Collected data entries
== Segment start ==
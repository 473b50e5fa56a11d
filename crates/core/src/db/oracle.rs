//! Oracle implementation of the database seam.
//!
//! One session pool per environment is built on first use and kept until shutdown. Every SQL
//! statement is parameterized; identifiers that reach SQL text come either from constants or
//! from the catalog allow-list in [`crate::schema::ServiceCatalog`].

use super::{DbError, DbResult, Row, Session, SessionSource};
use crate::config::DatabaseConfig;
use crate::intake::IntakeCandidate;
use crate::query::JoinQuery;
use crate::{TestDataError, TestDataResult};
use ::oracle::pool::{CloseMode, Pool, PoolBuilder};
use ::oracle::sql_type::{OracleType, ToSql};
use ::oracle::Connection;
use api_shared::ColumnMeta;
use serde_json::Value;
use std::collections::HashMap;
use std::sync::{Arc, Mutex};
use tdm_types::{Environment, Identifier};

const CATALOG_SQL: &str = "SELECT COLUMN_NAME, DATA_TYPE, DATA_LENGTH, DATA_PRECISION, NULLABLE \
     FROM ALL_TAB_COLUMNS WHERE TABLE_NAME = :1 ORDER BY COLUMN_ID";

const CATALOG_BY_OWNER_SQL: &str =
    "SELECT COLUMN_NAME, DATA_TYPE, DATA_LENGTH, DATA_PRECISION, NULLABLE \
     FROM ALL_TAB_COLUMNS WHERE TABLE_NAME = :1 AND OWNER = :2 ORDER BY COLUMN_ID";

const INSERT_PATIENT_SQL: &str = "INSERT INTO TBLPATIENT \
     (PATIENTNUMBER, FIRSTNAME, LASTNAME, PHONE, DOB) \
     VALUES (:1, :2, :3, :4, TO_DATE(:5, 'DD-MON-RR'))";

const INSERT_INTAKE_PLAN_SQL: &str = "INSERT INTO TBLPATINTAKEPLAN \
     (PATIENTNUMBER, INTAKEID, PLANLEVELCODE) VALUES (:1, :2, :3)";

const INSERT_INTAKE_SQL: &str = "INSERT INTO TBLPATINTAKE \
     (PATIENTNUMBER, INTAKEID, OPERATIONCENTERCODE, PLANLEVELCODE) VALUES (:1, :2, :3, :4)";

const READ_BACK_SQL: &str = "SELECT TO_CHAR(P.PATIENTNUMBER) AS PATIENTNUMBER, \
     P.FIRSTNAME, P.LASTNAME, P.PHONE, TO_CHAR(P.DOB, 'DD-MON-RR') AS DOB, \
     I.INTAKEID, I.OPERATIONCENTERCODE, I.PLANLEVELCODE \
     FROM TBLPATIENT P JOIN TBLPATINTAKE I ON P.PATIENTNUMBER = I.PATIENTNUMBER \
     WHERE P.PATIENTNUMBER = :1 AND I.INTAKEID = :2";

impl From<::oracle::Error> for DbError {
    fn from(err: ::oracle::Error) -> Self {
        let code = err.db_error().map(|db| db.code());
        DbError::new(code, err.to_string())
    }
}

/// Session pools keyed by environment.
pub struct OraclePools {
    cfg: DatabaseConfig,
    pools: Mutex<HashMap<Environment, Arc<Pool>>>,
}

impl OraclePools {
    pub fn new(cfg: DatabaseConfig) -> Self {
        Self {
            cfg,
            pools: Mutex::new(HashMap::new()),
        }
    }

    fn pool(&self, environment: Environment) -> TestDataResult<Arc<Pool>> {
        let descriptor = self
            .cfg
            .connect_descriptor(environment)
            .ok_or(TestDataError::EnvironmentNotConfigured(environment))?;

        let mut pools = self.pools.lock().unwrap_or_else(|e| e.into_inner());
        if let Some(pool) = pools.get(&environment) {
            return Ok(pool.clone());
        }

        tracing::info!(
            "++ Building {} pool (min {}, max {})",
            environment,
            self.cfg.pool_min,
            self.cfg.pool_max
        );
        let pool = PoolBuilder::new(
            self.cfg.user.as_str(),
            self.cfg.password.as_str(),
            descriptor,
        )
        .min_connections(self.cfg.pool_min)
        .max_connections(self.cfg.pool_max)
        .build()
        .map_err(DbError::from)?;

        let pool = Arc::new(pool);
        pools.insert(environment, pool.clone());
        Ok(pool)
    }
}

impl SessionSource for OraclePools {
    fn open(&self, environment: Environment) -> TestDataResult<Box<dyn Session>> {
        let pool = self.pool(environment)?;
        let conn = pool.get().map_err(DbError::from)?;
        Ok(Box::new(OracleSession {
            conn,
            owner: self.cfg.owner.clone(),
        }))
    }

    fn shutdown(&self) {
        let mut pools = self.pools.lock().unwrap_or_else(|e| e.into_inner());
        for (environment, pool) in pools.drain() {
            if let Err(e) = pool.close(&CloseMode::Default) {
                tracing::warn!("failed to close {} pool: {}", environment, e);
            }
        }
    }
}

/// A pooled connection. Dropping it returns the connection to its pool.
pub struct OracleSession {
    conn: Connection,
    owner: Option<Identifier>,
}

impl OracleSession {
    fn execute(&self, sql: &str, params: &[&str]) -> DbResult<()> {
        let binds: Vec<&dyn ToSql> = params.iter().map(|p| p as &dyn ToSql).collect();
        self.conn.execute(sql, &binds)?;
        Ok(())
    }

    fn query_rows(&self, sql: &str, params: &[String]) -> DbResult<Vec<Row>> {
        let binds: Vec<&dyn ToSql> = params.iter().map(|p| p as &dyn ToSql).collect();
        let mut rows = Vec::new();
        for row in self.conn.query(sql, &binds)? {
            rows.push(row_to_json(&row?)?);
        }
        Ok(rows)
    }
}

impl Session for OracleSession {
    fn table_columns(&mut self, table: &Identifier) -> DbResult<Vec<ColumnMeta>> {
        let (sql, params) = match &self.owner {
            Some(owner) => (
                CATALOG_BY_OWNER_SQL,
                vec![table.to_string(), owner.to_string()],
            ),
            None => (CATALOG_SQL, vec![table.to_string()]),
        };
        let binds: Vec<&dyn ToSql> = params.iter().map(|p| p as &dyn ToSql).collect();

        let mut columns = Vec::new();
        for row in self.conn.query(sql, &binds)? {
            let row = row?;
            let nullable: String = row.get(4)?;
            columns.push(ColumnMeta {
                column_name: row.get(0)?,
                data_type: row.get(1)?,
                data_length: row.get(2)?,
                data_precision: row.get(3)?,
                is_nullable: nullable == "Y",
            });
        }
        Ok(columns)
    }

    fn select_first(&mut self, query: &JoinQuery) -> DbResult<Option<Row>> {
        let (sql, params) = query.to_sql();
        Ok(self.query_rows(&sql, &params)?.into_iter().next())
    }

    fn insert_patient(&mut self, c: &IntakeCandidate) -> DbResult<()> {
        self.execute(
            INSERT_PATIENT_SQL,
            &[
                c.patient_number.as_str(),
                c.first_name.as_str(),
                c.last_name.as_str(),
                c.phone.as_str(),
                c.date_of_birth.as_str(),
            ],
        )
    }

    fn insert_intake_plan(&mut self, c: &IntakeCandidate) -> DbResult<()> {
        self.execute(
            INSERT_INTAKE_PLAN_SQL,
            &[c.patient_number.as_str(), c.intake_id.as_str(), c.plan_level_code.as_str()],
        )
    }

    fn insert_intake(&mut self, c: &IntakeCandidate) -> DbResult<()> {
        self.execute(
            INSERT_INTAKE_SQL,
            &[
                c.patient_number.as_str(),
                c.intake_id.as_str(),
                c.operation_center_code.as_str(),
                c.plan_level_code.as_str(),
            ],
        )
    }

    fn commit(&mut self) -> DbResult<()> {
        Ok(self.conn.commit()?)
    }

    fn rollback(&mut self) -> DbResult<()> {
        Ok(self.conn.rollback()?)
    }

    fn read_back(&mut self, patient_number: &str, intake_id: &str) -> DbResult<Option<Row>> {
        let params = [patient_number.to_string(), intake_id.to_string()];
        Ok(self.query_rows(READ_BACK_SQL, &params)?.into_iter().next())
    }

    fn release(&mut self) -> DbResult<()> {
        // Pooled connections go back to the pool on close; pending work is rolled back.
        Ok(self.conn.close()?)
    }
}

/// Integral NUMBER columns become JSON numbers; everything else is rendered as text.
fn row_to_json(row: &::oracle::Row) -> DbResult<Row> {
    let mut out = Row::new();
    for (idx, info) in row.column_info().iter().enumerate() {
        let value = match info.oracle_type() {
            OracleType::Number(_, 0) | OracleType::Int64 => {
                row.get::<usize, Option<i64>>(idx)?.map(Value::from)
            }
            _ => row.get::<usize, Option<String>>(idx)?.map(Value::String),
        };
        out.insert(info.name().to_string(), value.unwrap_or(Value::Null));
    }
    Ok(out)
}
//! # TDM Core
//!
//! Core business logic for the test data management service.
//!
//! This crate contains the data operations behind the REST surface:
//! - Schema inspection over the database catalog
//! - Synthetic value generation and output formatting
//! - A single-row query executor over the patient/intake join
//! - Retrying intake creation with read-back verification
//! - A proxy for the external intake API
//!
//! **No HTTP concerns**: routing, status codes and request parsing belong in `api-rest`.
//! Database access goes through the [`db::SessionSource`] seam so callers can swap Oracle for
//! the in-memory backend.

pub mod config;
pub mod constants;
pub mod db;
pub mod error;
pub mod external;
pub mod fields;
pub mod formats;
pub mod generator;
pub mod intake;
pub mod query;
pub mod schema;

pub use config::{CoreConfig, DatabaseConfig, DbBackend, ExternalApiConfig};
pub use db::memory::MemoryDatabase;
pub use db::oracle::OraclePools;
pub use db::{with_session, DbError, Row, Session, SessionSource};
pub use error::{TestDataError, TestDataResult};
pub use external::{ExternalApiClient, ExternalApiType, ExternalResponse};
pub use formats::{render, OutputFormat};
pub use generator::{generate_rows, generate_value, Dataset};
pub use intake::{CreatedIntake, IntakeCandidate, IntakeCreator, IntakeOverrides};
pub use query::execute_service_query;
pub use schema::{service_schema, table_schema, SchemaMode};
== Segment end ==
== Segment start ==
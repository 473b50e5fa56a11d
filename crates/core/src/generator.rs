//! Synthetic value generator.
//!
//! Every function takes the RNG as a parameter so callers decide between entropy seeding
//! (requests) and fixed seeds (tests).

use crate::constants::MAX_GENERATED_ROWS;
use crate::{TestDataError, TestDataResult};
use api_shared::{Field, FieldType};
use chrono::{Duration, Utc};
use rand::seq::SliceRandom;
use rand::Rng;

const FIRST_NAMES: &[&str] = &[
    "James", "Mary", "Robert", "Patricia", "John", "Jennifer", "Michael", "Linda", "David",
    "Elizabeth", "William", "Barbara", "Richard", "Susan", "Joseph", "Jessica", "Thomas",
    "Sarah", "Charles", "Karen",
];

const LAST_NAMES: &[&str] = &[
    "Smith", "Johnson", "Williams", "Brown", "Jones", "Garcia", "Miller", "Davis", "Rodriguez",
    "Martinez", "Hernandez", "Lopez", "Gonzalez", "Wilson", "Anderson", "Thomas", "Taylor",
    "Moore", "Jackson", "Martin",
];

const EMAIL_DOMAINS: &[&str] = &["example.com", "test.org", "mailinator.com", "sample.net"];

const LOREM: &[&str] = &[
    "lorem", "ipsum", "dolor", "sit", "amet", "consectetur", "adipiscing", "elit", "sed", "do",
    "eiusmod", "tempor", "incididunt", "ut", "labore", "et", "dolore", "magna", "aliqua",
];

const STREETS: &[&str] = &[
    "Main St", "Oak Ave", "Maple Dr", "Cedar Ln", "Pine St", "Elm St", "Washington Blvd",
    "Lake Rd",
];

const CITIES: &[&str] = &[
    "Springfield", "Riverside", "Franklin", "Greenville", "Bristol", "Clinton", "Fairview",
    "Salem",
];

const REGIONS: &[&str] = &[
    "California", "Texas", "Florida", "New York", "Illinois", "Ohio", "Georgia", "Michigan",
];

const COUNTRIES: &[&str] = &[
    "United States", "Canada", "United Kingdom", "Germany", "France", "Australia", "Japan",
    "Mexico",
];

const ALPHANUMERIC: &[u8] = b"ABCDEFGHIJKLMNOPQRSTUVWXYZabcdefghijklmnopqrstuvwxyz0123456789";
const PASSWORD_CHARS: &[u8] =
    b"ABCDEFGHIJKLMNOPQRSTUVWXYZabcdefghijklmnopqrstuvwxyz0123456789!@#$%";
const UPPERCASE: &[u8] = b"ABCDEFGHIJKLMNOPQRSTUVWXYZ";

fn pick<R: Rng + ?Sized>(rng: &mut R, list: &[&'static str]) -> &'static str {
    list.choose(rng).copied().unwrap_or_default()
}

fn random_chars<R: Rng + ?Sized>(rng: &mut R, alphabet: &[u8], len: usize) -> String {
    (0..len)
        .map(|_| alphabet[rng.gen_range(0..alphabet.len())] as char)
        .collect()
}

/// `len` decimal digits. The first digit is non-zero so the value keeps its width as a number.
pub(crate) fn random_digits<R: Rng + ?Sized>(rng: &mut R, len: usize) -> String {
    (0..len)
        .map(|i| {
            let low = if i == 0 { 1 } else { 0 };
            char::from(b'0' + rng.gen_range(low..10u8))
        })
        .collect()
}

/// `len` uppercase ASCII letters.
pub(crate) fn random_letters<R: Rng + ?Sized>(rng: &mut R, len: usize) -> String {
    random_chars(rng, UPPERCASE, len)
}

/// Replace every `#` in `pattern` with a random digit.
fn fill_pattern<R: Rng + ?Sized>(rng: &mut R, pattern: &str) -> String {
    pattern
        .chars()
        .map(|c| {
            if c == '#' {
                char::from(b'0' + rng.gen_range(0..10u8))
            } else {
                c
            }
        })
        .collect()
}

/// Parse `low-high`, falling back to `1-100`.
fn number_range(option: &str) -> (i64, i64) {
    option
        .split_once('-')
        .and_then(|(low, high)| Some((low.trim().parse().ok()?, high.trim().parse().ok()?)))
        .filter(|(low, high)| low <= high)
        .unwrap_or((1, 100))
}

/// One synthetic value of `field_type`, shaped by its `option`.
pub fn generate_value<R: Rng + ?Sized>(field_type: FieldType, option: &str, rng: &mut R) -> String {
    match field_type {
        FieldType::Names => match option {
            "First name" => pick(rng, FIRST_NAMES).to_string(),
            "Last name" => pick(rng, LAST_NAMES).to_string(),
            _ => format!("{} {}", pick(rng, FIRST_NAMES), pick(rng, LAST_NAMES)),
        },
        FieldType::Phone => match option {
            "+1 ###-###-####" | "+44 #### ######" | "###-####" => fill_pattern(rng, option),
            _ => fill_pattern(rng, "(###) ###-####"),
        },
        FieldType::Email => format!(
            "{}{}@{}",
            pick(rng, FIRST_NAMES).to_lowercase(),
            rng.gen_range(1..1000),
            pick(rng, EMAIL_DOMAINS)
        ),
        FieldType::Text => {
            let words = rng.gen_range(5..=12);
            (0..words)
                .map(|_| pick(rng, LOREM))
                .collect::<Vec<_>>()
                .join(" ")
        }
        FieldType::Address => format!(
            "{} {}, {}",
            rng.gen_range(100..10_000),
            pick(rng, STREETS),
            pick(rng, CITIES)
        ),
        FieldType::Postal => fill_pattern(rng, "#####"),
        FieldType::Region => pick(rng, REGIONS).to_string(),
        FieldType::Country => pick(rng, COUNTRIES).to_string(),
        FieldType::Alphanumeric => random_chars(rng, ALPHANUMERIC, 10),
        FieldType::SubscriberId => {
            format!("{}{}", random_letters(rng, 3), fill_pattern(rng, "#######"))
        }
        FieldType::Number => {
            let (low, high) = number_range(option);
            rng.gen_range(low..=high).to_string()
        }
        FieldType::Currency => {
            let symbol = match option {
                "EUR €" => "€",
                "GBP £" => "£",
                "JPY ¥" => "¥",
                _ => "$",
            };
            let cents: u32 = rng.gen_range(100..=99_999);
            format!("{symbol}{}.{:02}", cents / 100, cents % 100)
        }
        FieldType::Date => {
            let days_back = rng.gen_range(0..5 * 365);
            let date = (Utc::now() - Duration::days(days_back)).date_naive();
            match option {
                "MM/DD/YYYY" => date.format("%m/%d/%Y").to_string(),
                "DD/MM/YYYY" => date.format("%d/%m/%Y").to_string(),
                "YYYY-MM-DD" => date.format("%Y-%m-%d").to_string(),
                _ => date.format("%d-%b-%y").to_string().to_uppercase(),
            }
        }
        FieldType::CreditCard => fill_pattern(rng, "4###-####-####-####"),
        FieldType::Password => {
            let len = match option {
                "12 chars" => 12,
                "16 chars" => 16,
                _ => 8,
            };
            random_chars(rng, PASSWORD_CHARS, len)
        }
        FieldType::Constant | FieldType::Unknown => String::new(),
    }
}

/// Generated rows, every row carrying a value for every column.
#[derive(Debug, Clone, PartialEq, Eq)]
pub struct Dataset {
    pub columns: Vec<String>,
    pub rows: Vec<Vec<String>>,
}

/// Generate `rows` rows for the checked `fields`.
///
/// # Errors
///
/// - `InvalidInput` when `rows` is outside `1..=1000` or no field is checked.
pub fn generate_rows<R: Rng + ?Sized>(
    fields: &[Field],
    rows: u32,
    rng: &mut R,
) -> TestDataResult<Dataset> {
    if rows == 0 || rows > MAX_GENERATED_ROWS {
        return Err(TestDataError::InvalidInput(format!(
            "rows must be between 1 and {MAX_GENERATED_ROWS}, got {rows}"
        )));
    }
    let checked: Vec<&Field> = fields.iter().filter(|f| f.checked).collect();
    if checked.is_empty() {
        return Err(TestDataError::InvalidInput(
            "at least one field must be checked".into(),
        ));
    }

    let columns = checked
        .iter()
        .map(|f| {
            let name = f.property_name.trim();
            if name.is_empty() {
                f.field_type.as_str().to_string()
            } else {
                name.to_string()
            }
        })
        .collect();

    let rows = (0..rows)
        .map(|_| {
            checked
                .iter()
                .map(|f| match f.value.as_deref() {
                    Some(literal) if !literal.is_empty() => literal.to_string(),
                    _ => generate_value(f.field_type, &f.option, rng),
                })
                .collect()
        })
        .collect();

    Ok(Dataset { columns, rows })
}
== Segment end ==
== Segment start ==
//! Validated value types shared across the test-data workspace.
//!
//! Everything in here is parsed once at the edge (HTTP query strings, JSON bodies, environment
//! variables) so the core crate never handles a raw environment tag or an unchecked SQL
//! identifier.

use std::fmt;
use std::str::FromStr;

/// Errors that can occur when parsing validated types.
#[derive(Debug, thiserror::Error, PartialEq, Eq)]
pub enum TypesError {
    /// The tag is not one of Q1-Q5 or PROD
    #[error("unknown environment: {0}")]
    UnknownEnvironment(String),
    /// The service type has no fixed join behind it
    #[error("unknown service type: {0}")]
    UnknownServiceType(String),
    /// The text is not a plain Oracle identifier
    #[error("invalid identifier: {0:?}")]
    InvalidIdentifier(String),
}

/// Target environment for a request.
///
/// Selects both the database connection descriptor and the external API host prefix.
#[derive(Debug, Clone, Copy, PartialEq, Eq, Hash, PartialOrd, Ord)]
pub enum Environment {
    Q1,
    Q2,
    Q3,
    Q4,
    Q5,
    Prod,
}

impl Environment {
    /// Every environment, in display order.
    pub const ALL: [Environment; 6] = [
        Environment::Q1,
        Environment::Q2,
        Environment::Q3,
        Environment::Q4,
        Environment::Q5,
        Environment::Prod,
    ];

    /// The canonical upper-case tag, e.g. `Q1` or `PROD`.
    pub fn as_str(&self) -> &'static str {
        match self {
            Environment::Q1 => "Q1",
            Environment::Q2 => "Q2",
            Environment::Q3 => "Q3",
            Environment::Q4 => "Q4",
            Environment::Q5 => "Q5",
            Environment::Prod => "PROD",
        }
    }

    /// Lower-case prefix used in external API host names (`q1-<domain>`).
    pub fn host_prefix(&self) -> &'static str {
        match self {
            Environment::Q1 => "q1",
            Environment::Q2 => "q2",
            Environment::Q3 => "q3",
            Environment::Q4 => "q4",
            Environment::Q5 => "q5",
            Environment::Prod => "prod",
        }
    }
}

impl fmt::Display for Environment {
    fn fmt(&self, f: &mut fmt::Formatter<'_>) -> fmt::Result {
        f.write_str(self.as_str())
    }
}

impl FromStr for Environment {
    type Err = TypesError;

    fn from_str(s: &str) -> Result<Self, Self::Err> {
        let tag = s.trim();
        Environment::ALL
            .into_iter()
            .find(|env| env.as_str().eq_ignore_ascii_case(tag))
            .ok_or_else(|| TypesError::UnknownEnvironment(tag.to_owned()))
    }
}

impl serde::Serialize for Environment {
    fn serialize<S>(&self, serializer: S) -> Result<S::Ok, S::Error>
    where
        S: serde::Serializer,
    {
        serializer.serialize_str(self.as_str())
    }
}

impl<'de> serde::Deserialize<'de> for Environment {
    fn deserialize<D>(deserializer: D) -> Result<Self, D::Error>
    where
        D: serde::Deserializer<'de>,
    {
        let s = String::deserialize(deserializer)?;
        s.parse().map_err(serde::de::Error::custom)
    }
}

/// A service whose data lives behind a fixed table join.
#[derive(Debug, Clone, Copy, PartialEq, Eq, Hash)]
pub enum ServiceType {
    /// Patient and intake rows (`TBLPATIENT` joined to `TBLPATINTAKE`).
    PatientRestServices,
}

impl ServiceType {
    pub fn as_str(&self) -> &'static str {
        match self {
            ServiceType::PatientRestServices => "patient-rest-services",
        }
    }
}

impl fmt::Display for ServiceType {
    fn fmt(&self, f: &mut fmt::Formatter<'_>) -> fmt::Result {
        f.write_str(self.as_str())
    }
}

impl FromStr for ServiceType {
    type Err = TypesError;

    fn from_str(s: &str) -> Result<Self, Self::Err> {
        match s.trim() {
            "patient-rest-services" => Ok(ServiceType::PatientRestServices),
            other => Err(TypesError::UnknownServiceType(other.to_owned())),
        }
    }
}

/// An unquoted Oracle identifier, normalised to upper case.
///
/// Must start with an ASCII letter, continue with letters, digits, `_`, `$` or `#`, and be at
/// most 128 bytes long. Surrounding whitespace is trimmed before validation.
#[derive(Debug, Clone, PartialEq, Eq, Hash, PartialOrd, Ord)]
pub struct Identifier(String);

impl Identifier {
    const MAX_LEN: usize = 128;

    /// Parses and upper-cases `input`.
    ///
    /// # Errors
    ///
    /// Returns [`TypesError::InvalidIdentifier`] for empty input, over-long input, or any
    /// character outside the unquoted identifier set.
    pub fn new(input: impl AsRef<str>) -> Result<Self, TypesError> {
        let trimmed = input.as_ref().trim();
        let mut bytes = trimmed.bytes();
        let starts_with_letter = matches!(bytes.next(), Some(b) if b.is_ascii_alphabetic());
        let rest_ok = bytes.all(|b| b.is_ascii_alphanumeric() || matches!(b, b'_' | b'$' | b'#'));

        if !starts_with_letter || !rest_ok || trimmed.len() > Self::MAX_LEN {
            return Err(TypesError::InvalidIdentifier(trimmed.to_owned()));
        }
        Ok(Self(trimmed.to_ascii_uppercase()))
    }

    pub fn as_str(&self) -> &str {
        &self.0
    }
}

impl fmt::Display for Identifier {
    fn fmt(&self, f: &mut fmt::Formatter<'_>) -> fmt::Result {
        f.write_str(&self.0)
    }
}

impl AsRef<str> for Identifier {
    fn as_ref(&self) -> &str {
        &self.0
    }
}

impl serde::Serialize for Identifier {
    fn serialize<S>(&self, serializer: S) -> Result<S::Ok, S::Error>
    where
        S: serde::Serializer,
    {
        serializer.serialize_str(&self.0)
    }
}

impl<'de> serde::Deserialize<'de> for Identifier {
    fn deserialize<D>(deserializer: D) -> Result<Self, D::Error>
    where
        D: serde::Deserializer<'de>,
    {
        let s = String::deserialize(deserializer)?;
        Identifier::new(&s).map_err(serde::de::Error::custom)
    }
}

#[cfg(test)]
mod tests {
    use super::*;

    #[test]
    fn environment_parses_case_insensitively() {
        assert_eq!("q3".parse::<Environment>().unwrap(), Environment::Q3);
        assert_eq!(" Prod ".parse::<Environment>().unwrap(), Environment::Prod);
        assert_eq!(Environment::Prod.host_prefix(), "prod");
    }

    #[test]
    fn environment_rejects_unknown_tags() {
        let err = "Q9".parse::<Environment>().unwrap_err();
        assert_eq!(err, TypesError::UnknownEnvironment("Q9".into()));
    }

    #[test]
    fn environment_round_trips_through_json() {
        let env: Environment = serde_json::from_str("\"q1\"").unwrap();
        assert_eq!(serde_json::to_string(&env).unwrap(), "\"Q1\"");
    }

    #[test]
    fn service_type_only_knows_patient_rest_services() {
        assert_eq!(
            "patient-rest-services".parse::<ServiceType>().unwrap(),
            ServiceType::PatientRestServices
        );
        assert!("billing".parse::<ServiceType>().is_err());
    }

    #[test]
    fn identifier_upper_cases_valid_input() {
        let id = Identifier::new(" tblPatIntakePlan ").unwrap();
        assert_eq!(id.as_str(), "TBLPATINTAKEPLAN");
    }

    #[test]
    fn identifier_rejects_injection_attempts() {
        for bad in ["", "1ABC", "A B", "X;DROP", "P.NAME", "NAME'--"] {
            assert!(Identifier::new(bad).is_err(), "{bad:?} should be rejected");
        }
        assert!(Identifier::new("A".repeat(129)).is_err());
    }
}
== Segment end ==
Directions for this task
Look through the records and copy every line that has the word "derive".

Solution
#[derive(Debug, Clone, PartialEq, Eq)]
#[derive(Debug, thiserror::Error, PartialEq, Eq)]
#[derive(Debug, Clone, Copy, PartialEq, Eq, Hash, PartialOrd, Ord)]
#[derive(Debug, Clone, Copy, PartialEq, Eq, Hash)]
#[derive(Debug, Clone, PartialEq, Eq, Hash, PartialOrd, Ord)]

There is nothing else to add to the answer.